## Records for the task
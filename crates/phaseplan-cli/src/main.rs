//! phaseplan CLI - Two-phase project schedule builder
//!
//! Command-line interface for previewing, scheduling, exporting and
//! re-importing sequence-staged project schedules.

mod config;
mod input;

use anyhow::{bail, Context, Result};
use clap::{Parser, Subcommand, ValueEnum};
use phaseplan_core::{
    Activity, ActivitySection, CalendarFormat, Project, Renderer, Schedule, Scheduler,
};
use phaseplan_render::{format_amount, CsvRenderer, DetailsRenderer, ExcelRenderer, TableFormat};
use phaseplan_solver::SequenceSolver;
use serde_json::json;
use std::fs;
use std::path::{Path, PathBuf};
use tracing::info;
use tracing_subscriber::{fmt, prelude::*, EnvFilter};

use config::{load_settings, Settings};

#[derive(Parser)]
#[command(name = "phaseplan")]
#[command(author, version, about = "Two-phase project schedule builder", long_about = None)]
struct Cli {
    /// Verbose output (-v info, -vv debug)
    #[arg(short, long, global = true, action = clap::ArgAction::Count)]
    verbose: u8,

    /// Settings file (defaults to ./phaseplan.toml when present)
    #[arg(long, global = true, value_name = "FILE", env = "PHASEPLAN_CONFIG")]
    config: Option<PathBuf>,

    /// Override the calendar format (5, 6, 7, five_day, "6-day week", ...)
    #[arg(long, global = true, value_name = "FORMAT")]
    calendar: Option<CalendarFormat>,

    #[command(subcommand)]
    command: Commands,
}

#[derive(Subcommand)]
enum Commands {
    /// Print the schedule details report
    Preview {
        /// Project definition (.json, .toml) or exported table (.xlsx, .csv)
        #[arg(value_name = "PROJECT")]
        file: PathBuf,
    },

    /// Write the schedule table and its details report
    Export {
        /// Project definition (.json, .toml) or exported table (.xlsx, .csv)
        #[arg(value_name = "PROJECT")]
        file: PathBuf,

        /// Output table (.xlsx or .csv)
        #[arg(short, long)]
        output: PathBuf,

        /// Skip the <stem>_details.txt report
        #[arg(long)]
        no_details: bool,
    },

    /// Recover a project definition from an exported table
    Import {
        /// Exported table (.xlsx or .csv)
        #[arg(value_name = "FILE")]
        file: PathBuf,

        /// Output format
        #[arg(short, long, value_enum, default_value_t = DefinitionFormat::Json)]
        format: DefinitionFormat,
    },

    /// Print per-sequence schedule values and critical activities
    Schedule {
        /// Project definition (.json, .toml) or exported table (.xlsx, .csv)
        #[arg(value_name = "PROJECT")]
        file: PathBuf,

        /// Output format
        #[arg(short, long, value_enum, default_value_t = ScheduleFormat::Text)]
        format: ScheduleFormat,
    },

    /// Create a starter project definition
    Init {
        /// Project title
        #[arg(value_name = "NAME")]
        name: String,

        /// Directory to write into
        #[arg(short, long, default_value = ".")]
        output: PathBuf,
    },
}

#[derive(Clone, Copy, Debug, ValueEnum)]
enum DefinitionFormat {
    Json,
    Toml,
}

#[derive(Clone, Copy, Debug, ValueEnum)]
enum ScheduleFormat {
    Text,
    Json,
}

fn main() -> Result<()> {
    let cli = Cli::parse();
    init_tracing(cli.verbose);

    let settings = load_settings(cli.config.as_deref())?;
    let app = App {
        settings,
        calendar: cli.calendar,
    };

    match cli.command {
        Commands::Preview { file } => app.preview(&file),
        Commands::Export {
            file,
            output,
            no_details,
        } => app.export(&file, &output, no_details),
        Commands::Import { file, format } => app.import(&file, format),
        Commands::Schedule { file, format } => app.schedule(&file, format),
        Commands::Init { name, output } => init(&name, &output),
    }
}

/// Logs go to stderr; `RUST_LOG` wins over `-v`
fn init_tracing(verbose: u8) {
    let level = match verbose {
        0 => "warn",
        1 => "info",
        _ => "debug",
    };
    tracing_subscriber::registry()
        .with(fmt::layer().with_writer(std::io::stderr))
        .with(EnvFilter::try_from_default_env().unwrap_or_else(|_| EnvFilter::new(level)))
        .init();
}

struct App {
    settings: Settings,
    calendar: Option<CalendarFormat>,
}

impl App {
    /// Load a project and apply the calendar override
    fn load(&self, path: &Path) -> Result<Project> {
        let fallback = self.settings.calendar_format.unwrap_or_default();
        let mut project = input::load_project(path, fallback)?;
        if let Some(calendar) = self.calendar {
            project.calendar_format = calendar;
        }
        Ok(project)
    }

    fn load_scheduled(&self, path: &Path) -> Result<(Project, Schedule)> {
        let project = self.load(path)?;
        if project.title.trim().is_empty() {
            bail!("Project title is empty in {}", path.display());
        }
        let schedule = SequenceSolver::new()
            .schedule(&project)
            .with_context(|| format!("Failed to schedule {}", path.display()))?;
        Ok((project, schedule))
    }

    fn details(&self) -> DetailsRenderer {
        DetailsRenderer::new().currency(self.settings.currency())
    }

    fn preview(&self, file: &Path) -> Result<()> {
        let (project, schedule) = self.load_scheduled(file)?;
        print!("{}", self.details().render(&project, &schedule)?);
        Ok(())
    }

    fn export(&self, file: &Path, output: &Path, no_details: bool) -> Result<()> {
        let (project, schedule) = self.load_scheduled(file)?;

        match TableFormat::from_path(output) {
            Some(TableFormat::Xlsx) => ExcelRenderer::new().write_to_file(&project, &schedule, output),
            Some(TableFormat::Csv) => CsvRenderer::new().write_to_file(&project, &schedule, output),
            None => bail!(
                "Unsupported output file {} (expected .xlsx or .csv)",
                output.display()
            ),
        }
        .with_context(|| format!("Failed to write {}", output.display()))?;
        println!("Created: {}", output.display());

        if !no_details && self.settings.details() {
            let path = details_path(output);
            let report = self.details().render(&project, &schedule)?;
            fs::write(&path, report)
                .with_context(|| format!("Failed to write {}", path.display()))?;
            info!(path = %path.display(), "wrote details report");
            println!("Created: {}", path.display());
        }
        Ok(())
    }

    fn import(&self, file: &Path, format: DefinitionFormat) -> Result<()> {
        if TableFormat::from_path(file).is_none() {
            bail!("Expected an exported .xlsx or .csv table, got {}", file.display());
        }
        let project = self.load(file)?;
        let text = match format {
            DefinitionFormat::Json => serde_json::to_string_pretty(&project)? + "\n",
            DefinitionFormat::Toml => input::to_toml(&project)?,
        };
        print!("{text}");
        Ok(())
    }

    fn schedule(&self, file: &Path, format: ScheduleFormat) -> Result<()> {
        let (project, schedule) = self.load_scheduled(file)?;
        let critical: Vec<&Activity> = project
            .activities
            .iter()
            .filter(|a| schedule.is_critical(a))
            .collect();

        match format {
            ScheduleFormat::Text => {
                println!("Project: {}", project.title);
                println!("Calendar Format: {}", project.calendar_format);
                println!();
                println!("{:>8}  {:>8}  {:>8}", "Sequence", "Raw", "Calendar");
                for (seq, raw) in &schedule.raw_days {
                    let adjusted = schedule.calendar_days.get(seq).copied().unwrap_or(*raw);
                    println!("{seq:>8}  {raw:>8}  {adjusted:>8}");
                }
                println!();
                println!("Project duration: {} days", schedule.project_duration());
                println!(
                    "Total budget: {}{}",
                    self.settings.currency(),
                    format_amount(schedule.total_budget)
                );
                println!();
                println!("Critical activities:");
                for activity in critical {
                    println!(
                        "  [{}] sequence {}: {} ({} days)",
                        section_tag(activity.section),
                        activity.sequence,
                        activity.task,
                        activity.duration
                    );
                }
            }
            ScheduleFormat::Json => {
                let sequences: Vec<_> = schedule
                    .raw_days
                    .iter()
                    .map(|(seq, raw)| {
                        json!({
                            "sequence": seq,
                            "raw_days": raw,
                            "calendar_days": schedule.calendar_days.get(seq),
                        })
                    })
                    .collect();
                let value = json!({
                    "title": project.title,
                    "calendar_format": project.calendar_format,
                    "sequences": sequences,
                    "project_duration": schedule.project_duration(),
                    "total_budget": schedule.total_budget,
                    "critical": critical.iter().map(|a| a.key()).collect::<Vec<_>>(),
                });
                println!("{}", serde_json::to_string_pretty(&value)?);
            }
        }
        Ok(())
    }
}

fn section_tag(section: ActivitySection) -> &'static str {
    match section {
        ActivitySection::PreKickoff => "pre",
        ActivitySection::PostKickoff => "post",
    }
}

/// `<dir>/<stem>_details.txt` next to an exported table
fn details_path(output: &Path) -> PathBuf {
    let stem = output
        .file_stem()
        .map(|s| s.to_string_lossy().into_owned())
        .unwrap_or_else(|| "project".into());
    output.with_file_name(format!("{stem}_details.txt"))
}

/// Keep alphanumerics, spaces, dashes and underscores
fn sanitize_file_name(name: &str) -> String {
    let cleaned: String = name
        .chars()
        .filter(|c| c.is_alphanumeric() || matches!(c, ' ' | '-' | '_'))
        .collect();
    let cleaned = cleaned.trim();
    if cleaned.is_empty() {
        "project".into()
    } else {
        cleaned.into()
    }
}

fn init(name: &str, dir: &Path) -> Result<()> {
    let path = dir.join(format!("{}.toml", sanitize_file_name(name)));
    if path.exists() {
        bail!("{} already exists", path.display());
    }

    let contents = format!(
        "# phaseplan project definition\n\
         # sections: pre_kickoff, post_kickoff; budgets in base currency units\n\n{}",
        input::to_toml(&starter_project(name))?
    );
    fs::create_dir_all(dir).with_context(|| format!("Failed to create {}", dir.display()))?;
    fs::write(&path, contents).with_context(|| format!("Failed to write {}", path.display()))?;
    println!("Created: {}", path.display());
    Ok(())
}

fn starter_project(name: &str) -> Project {
    let mut project = Project::new(name);
    project.add_activity(
        Activity::new("Contract signing", ActivitySection::PreKickoff)
            .action_needed("Sign and countersign the contract")
            .duration(5)
            .sequence(1)
            .resources("Project manager"),
    );
    project.add_activity(
        Activity::new("Site survey", ActivitySection::PostKickoff)
            .action_needed("Survey and document every site")
            .duration(10)
            .sequence(1)
            .resources("Engineering team"),
    );
    project.add_activity(
        Activity::new("Installation", ActivitySection::PostKickoff)
            .action_needed("Install and test equipment")
            .duration(20)
            .precursor("Site survey")
            .sequence(2)
            .resources("Ditto"),
    );
    project
}

#[cfg(test)]
mod tests {
    use super::*;

    #[test]
    fn details_path_sits_next_to_output() {
        assert_eq!(
            details_path(Path::new("out/plan.xlsx")),
            PathBuf::from("out/plan_details.txt")
        );
        assert_eq!(details_path(Path::new("plan.csv")), PathBuf::from("plan_details.txt"));
    }

    #[test]
    fn sanitize_keeps_safe_characters() {
        assert_eq!(sanitize_file_name("My Cool Project!"), "My Cool Project");
        assert_eq!(sanitize_file_name("a/b:c_d-e"), "abc_d-e");
        assert_eq!(sanitize_file_name("???"), "project");
    }

    #[test]
    fn starter_project_schedules() {
        let schedule = SequenceSolver::new().schedule(&starter_project("x")).unwrap();
        assert_eq!(schedule.raw_days_for(2), 30);
    }
}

## Problem description
Reproduce each line of the records in which the word "bool" appears.

## Your solution
        no_details: bool,
    fn export(&self, file: &Path, output: &Path, no_details: bool) -> Result<()> {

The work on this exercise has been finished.